Emphases mine. Funny, I use extensions to protect my privacy from Google.
Chromium needs to be fully divested from Google. End of story. There's too much conflict of interest in letting the world's largest advertising company have this much control over one of the two major browsers. If you don't see the problem with that, imagine if Taco Bell was also the world's largest producer of anti-diarrhea medicine.
As a web developer, Safari needs to either die in a fire or be transferred to a company that actually cares. It’s more than half a decade behind everybody else.
... Safari added support for HTML5 video in 2009. Chrome did not even exist yet in 2009.
In fact, Safari was the first to support it. At the time you had to use Flash to deliver video in every other browser.
Firefox added a half assed implementation of the video tag shortly after Safari but it wasn't fully supported until 2013 according to caniuse.com. In fact FireFox was the last browser to fully support HTML5 video.
Not looking to start a flame war here, but if that's the case, then Apple's had even longer to get it right. lol. I implemented my video containers using the MDN specs which worked for both FF and Chrom(e/ium) as-is. Had to read through Apple-specific specs to figure out why Safari wouldn't render them (not autoplay but render at all).
While it's not quite "IE all over again", it's in the ballpark where I have to make special concessions to support a specific browser that is only offered on one company's platform. History may not be repeating, but it's certainly rhyming.
Ah - that's got nothing to do with supported features.

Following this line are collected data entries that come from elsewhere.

//! Command-line interface configuration.

use argh::FromArgs;
use std::net::SocketAddr;

/// A demo HTTP server wired with the request logging middleware
#[derive(Debug, FromArgs)]
pub struct Cli {
    /// server bind address (default: '127.0.0.1:8000')
    #[argh(option, default = "\"127.0.0.1:8000\".parse().unwrap()")]
    pub bind: SocketAddr,

    /// also log every request header
    #[argh(switch)]
    pub verbose: bool,

    /// emit plain lines without ANSI colors
    #[argh(switch, long = "no-color")]
    pub no_color: bool,
}
//! Reqlog-rs library - Request logging middleware for axum servers.

pub mod cli;
pub mod colors;
pub mod logger;
pub mod request_id;
pub mod sink;
//! Color strategies for log line segments.

use owo_colors::{AnsiColors, DynColors, OwoColorize, Style};
use std::time::Duration;

/// Status classes in increasing order of alarm, one per color bucket.
#[derive(Debug, Clone, Copy, PartialEq, Eq)]
pub enum StatusClass {
    Informational,
    Success,
    Redirect,
    ClientError,
    ServerError,
}

impl StatusClass {
    /// Buckets a numeric status code. Anything below 200 counts as
    /// informational, anything from 500 up as a server error.
    pub fn of(code: u16) -> Self {
        match code {
            0..=199 => Self::Informational,
            200..=299 => Self::Success,
            300..=399 => Self::Redirect,
            400..=499 => Self::ClientError,
            _ => Self::ServerError,
        }
    }
}

/// Latency buckets: under 500ms reads as fast, 5s and beyond gets a red line.
#[derive(Debug, Clone, Copy, PartialEq, Eq)]
pub enum LatencyBucket {
    Fast,
    Moderate,
    Slow,
}

impl LatencyBucket {
    pub fn of(elapsed: Duration) -> Self {
        if elapsed < Duration::from_millis(500) {
            Self::Fast
        } else if elapsed < Duration::from_secs(5) {
            Self::Moderate
        } else {
            Self::Slow
        }
    }
}

/// A paintable segment of a log line.
#[derive(Debug, Clone, Copy)]
pub enum Paint {
    RequestId,
    Method,
    Url,
    Status(StatusClass),
    Latency(LatencyBucket),
}

/// Strategy for rendering color annotations into log text.
///
/// The formatters never touch escape codes themselves; they hand each
/// segment to a scheme. Non-terminal sinks plug in [`Plain`] to get the
/// same lines with no codes at all.
pub trait ColorScheme: Send + Sync {
    fn paint(&self, text: &str, paint: Paint) -> String;
}

/// ANSI color scheme for terminal sinks.
///
/// Status buckets use the bright palette (blue, green, cyan, yellow, red),
/// latency buckets the normal one (green, yellow, red). Request IDs get a
/// deterministic hash-picked color so every line of one request shares a hue.
#[derive(Debug, Default)]
pub struct Ansi;

impl ColorScheme for Ansi {
    fn paint(&self, text: &str, paint: Paint) -> String {
        let style = match paint {
            Paint::RequestId => Style::new().color(DynColors::Ansi(id_color(text))),
            Paint::Method => Style::new().bright_magenta(),
            Paint::Url => Style::new().blue(),
            Paint::Status(class) => match class {
                StatusClass::Informational => Style::new().bright_blue(),
                StatusClass::Success => Style::new().bright_green(),
                StatusClass::Redirect => Style::new().bright_cyan(),
                StatusClass::ClientError => Style::new().bright_yellow(),
                StatusClass::ServerError => Style::new().bright_red(),
            },
            Paint::Latency(bucket) => match bucket {
                LatencyBucket::Fast => Style::new().green(),
                LatencyBucket::Moderate => Style::new().yellow(),
                LatencyBucket::Slow => Style::new().red(),
            },
        };
        text.style(style).to_string()
    }
}

/// Passthrough scheme: returns every segment unchanged.
#[derive(Debug, Default)]
pub struct Plain;

impl ColorScheme for Plain {
    fn paint(&self, text: &str, _paint: Paint) -> String {
        text.to_string()
    }
}

/// 12 visually distinct ANSI colors for request ID coloring
const ID_COLORS: [AnsiColors; 12] = [
    AnsiColors::Red,
    AnsiColors::Green,
    AnsiColors::Yellow,
    AnsiColors::Blue,
    AnsiColors::Magenta,
    AnsiColors::Cyan,
    AnsiColors::BrightRed,
    AnsiColors::BrightGreen,
    AnsiColors::BrightYellow,
    AnsiColors::BrightBlue,
    AnsiColors::BrightMagenta,
    AnsiColors::BrightCyan,
];

/// Deterministically maps a request ID to one of the palette colors.
/// Same ID, same color, across every line and every run.
fn id_color(id: &str) -> AnsiColors {
    let hash = id
        .chars()
        .fold(0u32, |acc, c| acc.wrapping_mul(31).wrapping_add(c as u32));
    ID_COLORS[(hash as usize) % ID_COLORS.len()]
}
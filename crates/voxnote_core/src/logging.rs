//! Core logging bootstrap.
//!
//! # Responsibility
//! - Start file-based rolling logs once per process.
//! - Capture panics (including a malformed built-in ruleset) in the log.
//!
//! # Invariants
//! - Init is idempotent for an identical level and directory.
//! - Re-initialization with a different level or directory is rejected.
//! - Init never panics.
//! - Log events carry metadata only; utterance text is never written.

use crate::classify::rules::RULESET_VERSION;
use flexi_logger::{Cleanup, Criterion, FileSpec, Logger, LoggerHandle, Naming, WriteMode};
use log::{error, info};
use once_cell::sync::OnceCell;
use std::path::{Path, PathBuf};

const LOG_FILE_BASENAME: &str = "voxnote";
const MAX_LOG_FILE_SIZE_BYTES: u64 = 10 * 1024 * 1024;
const MAX_LOG_FILES: usize = 5;
const MAX_PANIC_PAYLOAD_CHARS: usize = 160;

static LOGGING_STATE: OnceCell<LoggingState> = OnceCell::new();
static PANIC_HOOK_INSTALLED: OnceCell<()> = OnceCell::new();

struct LoggingState {
    level: &'static str,
    log_dir: PathBuf,
    _logger: LoggerHandle,
}

/// Starts core logging at `level`, writing rolling files under `log_dir`.
///
/// # Errors
/// - `level` is not one of `trace|debug|info|warn|error`.
/// - `log_dir` is empty, relative, or cannot be created.
/// - Logging is already active with another level or directory.
/// - The logger backend fails to start.
pub fn init_logging(level: &str, log_dir: &str) -> Result<(), String> {
    let level = normalize_level(level)?;
    let log_dir = normalize_log_dir(log_dir)?;

    if let Some(state) = LOGGING_STATE.get() {
        return state.check_same(level, &log_dir);
    }

    let state = LOGGING_STATE.get_or_try_init(|| start_logger(level, &log_dir))?;
    // A concurrent caller may have won the race with other settings.
    state.check_same(level, &log_dir)
}

/// Active `(level, log_dir)`, or `None` before `init_logging` succeeded.
pub fn logging_status() -> Option<(&'static str, PathBuf)> {
    LOGGING_STATE
        .get()
        .map(|state| (state.level, state.log_dir.clone()))
}

/// `debug` for debug builds, `info` for release builds.
pub fn default_log_level() -> &'static str {
    if cfg!(debug_assertions) {
        "debug"
    } else {
        "info"
    }
}

impl LoggingState {
    fn check_same(&self, level: &str, log_dir: &Path) -> Result<(), String> {
        if self.log_dir != log_dir {
            return Err(format!(
                "logging already initialized at `{}`; refusing to switch to `{}`",
                self.log_dir.display(),
                log_dir.display()
            ));
        }
        if self.level != level {
            return Err(format!(
                "logging already initialized with level `{}`; refusing to switch to `{}`",
                self.level, level
            ));
        }
        Ok(())
    }
}

fn start_logger(level: &'static str, log_dir: &Path) -> Result<LoggingState, String> {
    std::fs::create_dir_all(log_dir).map_err(|err| {
        format!(
            "failed to create log directory `{}`: {err}",
            log_dir.display()
        )
    })?;

    let logger = Logger::try_with_str(level)
        .map_err(|err| format!("invalid log level `{level}`: {err}"))?
        .log_to_file(
            FileSpec::default()
                .directory(log_dir)
                .basename(LOG_FILE_BASENAME),
        )
        .rotate(
            Criterion::Size(MAX_LOG_FILE_SIZE_BYTES),
            Naming::Numbers,
            Cleanup::KeepLogFiles(MAX_LOG_FILES),
        )
        .write_mode(WriteMode::BufferAndFlush)
        .append()
        // Why: detailed_format stamps every line with time and source location,
        // so key=value events can be correlated without carrying utterance text.
        .format_for_files(flexi_logger::detailed_format)
        .start()
        .map_err(|err| format!("failed to start logger: {err}"))?;

    install_panic_hook_once();

    info!(
        "event=app_start module=core status=ok platform={} build_mode={} version={}",
        std::env::consts::OS,
        build_mode(),
        env!("CARGO_PKG_VERSION")
    );
    info!(
        "event=core_init module=core status=ok level={} log_dir={} ruleset={}",
        level,
        log_dir.display(),
        RULESET_VERSION
    );

    Ok(LoggingState {
        level,
        log_dir: log_dir.to_path_buf(),
        _logger: logger,
    })
}

fn normalize_level(level: &str) -> Result<&'static str, String> {
    match level.trim().to_ascii_lowercase().as_str() {
        "trace" => Ok("trace"),
        "debug" => Ok("debug"),
        "info" => Ok("info"),
        "warn" | "warning" => Ok("warn"),
        "error" => Ok("error"),
        other => Err(format!(
            "unsupported log level `{other}`; expected trace|debug|info|warn|error"
        )),
    }
}

fn normalize_log_dir(log_dir: &str) -> Result<PathBuf, String> {
    let trimmed = log_dir.trim();
    if trimmed.is_empty() {
        return Err("log_dir cannot be empty".to_string());
    }
    let path = Path::new(trimmed);
    if !path.is_absolute() {
        return Err(format!("log_dir must be an absolute path, got `{trimmed}`"));
    }
    Ok(path.to_path_buf())
}

fn build_mode() -> &'static str {
    if cfg!(debug_assertions) {
        "debug"
    } else {
        "release"
    }
}

fn install_panic_hook_once() {
    if PANIC_HOOK_INSTALLED.set(()).is_err() {
        return;
    }

    let previous_hook = std::panic::take_hook();
    std::panic::set_hook(Box::new(move |panic_info| {
        // Why: payloads may embed utterance text; sanitize and cap length
        // before logging.
        let location = panic_info
            .location()
            .map(|loc| format!("{}:{}", loc.file(), loc.line()))
            .unwrap_or_else(|| "unknown".to_string());
        let payload = panic_payload_summary(panic_info);
        error!(
            "event=panic_captured module=core status=error location={} payload={}",
            location, payload
        );
        previous_hook(panic_info);
    }));
}

fn panic_payload_summary(info: &std::panic::PanicHookInfo<'_>) -> String {
    let payload = if let Some(message) = info.payload().downcast_ref::<&str>() {
        (*message).to_string()
    } else if let Some(message) = info.payload().downcast_ref::<String>() {
        message.clone()
    } else {
        "non-string panic payload".to_string()
    };

    sanitize_message(&payload, MAX_PANIC_PAYLOAD_CHARS)
}

fn sanitize_message(value: &str, max_chars: usize) -> String {
    let normalized = value.replace(['\n', '\r'], " ");
    let mut truncated = normalized.chars().take(max_chars).collect::<String>();
    if normalized.chars().count() > max_chars {
        truncated.push_str("...");
    }
    truncated
}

Apple has always been a major backer of web based video distribution - a lot of the tech (from video formats to delivery platforms like HTTP Live Streaming to the tag were partially or even fully invented by Apple.
Your video wasn't working because the by default Safari assumes (correctly) that most video on the web is an ad. Safari generally only tolerates text/image ads* and to get video to work, you need to make it clear to Safari that the video is a real video the user wants to see.
Safari also silently blocks something like 99% of cookies... only cookies that behave like login/session/etc cookies are allowed. That's a lot more problematic than blocking video... since there's often just no way around it.
(* even text/image ads are barely tolerated... as far as I know, Safari is the only major browser that includes explicit support for ad blockers - Chrome/FireFox/etc allow extensions to arbitrarily manipulate the page, but safari actually has an ad blocking API - though they call it "content blocking").
It also took 6 years longer than everybody else to support WebGL2, and it's the only browser without a working WebGPU implementation. It also has no timeline for wasm-gc, while Chrome already ships with it default enabled and Firefox will ship with it on the next release.
Apple has been removing support for garbage collection from other technologies that used to support it. Wouldn't be surprised if they never add support for that, they'll tell you not to waste CPU cycles (and therefore, battery power) collecting garbage.
They want you to figure out when memory should be deallocated at compile time, not run time.
Yeah, when testing my sites, on the desktop at least, I don't even bother testing in Safari. It ends up with nothing but headaches and a bunch of kludges to make things work there. Reminds me of working with IE years ago. But at least with desktop Safari, it has such a small market share that ignoring it isn't problematic.